MY SISTER JEAN

            Chapter 13  --  Safety of the Telephone

                  I never imagined that she would do something so
            blatantly provocative and sexual as placing her soiled
            panties under my pillow. Oh, I knew what an emotional charge
            her panties were and I supposed I thought she didn't. Yet,
            it had all started with her panties.  Our first steps of
            this erotic journey were taken when I'd teased her about her
            soiled underpants.  We'd treated it in a lighthearted,
            teasing way since, even when I thought to myself, "She has
            no notion what a sexually provocative symbol her panties are
            for me." And, not wanting to reveal too much, to become too
            vulnerable, I never told her.  I never confessed what a
            gut-wrenching response her intimate apparel produced in me.
            Or at least I didn't think I had.  In fact, I was acutely
            aware that the carelessness with which she had previously
            shown with her soiled undergarments had changed.  She no
            longer carelessly left them in the bathroom as before.  I
            had been unable to get my daily pheromones fix in months.  I
            assumed she had a hamper in her room, but I'd made a promise
            to myself that I wouldn't violate her privacy again.  So
            far, I'd been able to keep that promise.

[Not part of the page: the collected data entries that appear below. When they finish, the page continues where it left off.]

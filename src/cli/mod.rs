use anyhow::Context;
use clap::{Parser, Subcommand};
use log::info;
use std::path::PathBuf;

use crate::config::{self, Config};
use crate::http::{api::Api, server::HttpServer};
use crate::storage;

#[derive(Parser)]
#[command(name = "trackdeck")]
#[command(version = "0.1")]
#[command(about = "HTTP API for a library of music tracks")]
pub struct Cli {
    /// Path to the config TOML file; defaults are used when omitted
    #[arg(short, long, env = "TRACKDECK_CONFIG")]
    pub config: Option<PathBuf>,

    /// Address to listen on, overrides http.bind_addr
    #[arg(long, env = "TRACKDECK_BIND_ADDR")]
    pub bind_addr: Option<String>,

    /// Port to listen on, overrides http.port
    #[arg(long, env = "TRACKDECK_PORT")]
    pub port: Option<u16>,

    /// Log filter, overrides log.level (RUST_LOG still wins)
    #[arg(long, env = "TRACKDECK_LOG_LEVEL")]
    pub log_level: Option<String>,

    #[command(subcommand)]
    pub command: Commands,
}

#[derive(Subcommand)]
pub enum Commands {
    /// Run the HTTP API until SIGINT or SIGTERM
    Serve,
    /// Print the tracks in the configured store
    List,
}

impl Cli {
    /// Loads the config file and applies command line overrides
    pub fn load_config(&self) -> anyhow::Result<Config> {
        let mut cfg = Config::load(self.config.as_deref())?;

        if let Some(bind_addr) = &self.bind_addr {
            cfg.http.bind_addr = bind_addr.clone();
        }
        if let Some(port) = self.port {
            cfg.http.port = port;
        }
        if let Some(level) = &self.log_level {
            cfg.log.level = level.clone();
        }
        Ok(cfg)
    }
}

fn init_logging(cfg: &config::LogConfig) {
    env_logger::Builder::from_env(env_logger::Env::default().default_filter_or(&cfg.level)).init();
}

/// Entrypoint for CLI
pub fn run() -> anyhow::Result<()> {
    let cli = Cli::parse();
    let cfg = cli.load_config()?;
    init_logging(&cfg.log);

    let store = storage::open(&cfg.store).context("Failed to initialize storage")?;

    match &cli.command {
        Commands::Serve => {
            info!("Starting HTTP server with {:?} store", cfg.store);
            HttpServer::new(Api::new(store), cfg.http)
                .run()
                .context("HTTP server failed")?;
        }

        Commands::List => {
            let tracks = store.list().context("Failed to list tracks")?;
            if tracks.is_empty() {
                println!("No tracks stored");
            }
            for track in tracks {
                println!("{:>6}  {}", track.id.0, track.title);
            }
        }
    }
    Ok(())
}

                  Now, suddenly finding this silken thing under my
            pillow, delicious memories and feelings came flooding back.
            That she had called a few minutes before to tell me to look
            under my pillow carried so many messages.  Chief among those
            was, 'Let's play, Billy.'

                  We'd recently given ourselves permission to be more
            honest and open about our sexual feelings for each other
            and, at the same time, admitting our fears, had agreed not
            to have sex.  'God, what does that mean?' I wondered.  'Not
            having sex.'  Just what is  'not having sex' anyway?  By my
            lights, we'd  'had sex' several times.  Oh, we hadn't done
            the dirty deed, but if what we'd experienced wasn't having
            sex, then what is?  We'd been thrown together several times,
            picked up and tossed about by forces whose strength awed us.
            Each time that happened, we had withdrawn, shaken and dazed,
            wondering,  'Where is this going?'

                  Touching the black silk of  Jean's "unmentionables"  I
            was thrilled. She'd worn these.  Recently.  They'd been on
            her body.  On her butt. Between her legs!  My resolves were
            fading away.  It's true, I thought, My dick has no
            conscience.'

                  Flattening the crotch of her panties, I studied it.
            They were slightly damp to the touch.  On the periphery of
            the damp spot was a faint whitish dry area.  I'd seen that
            before.  Her essence, right there.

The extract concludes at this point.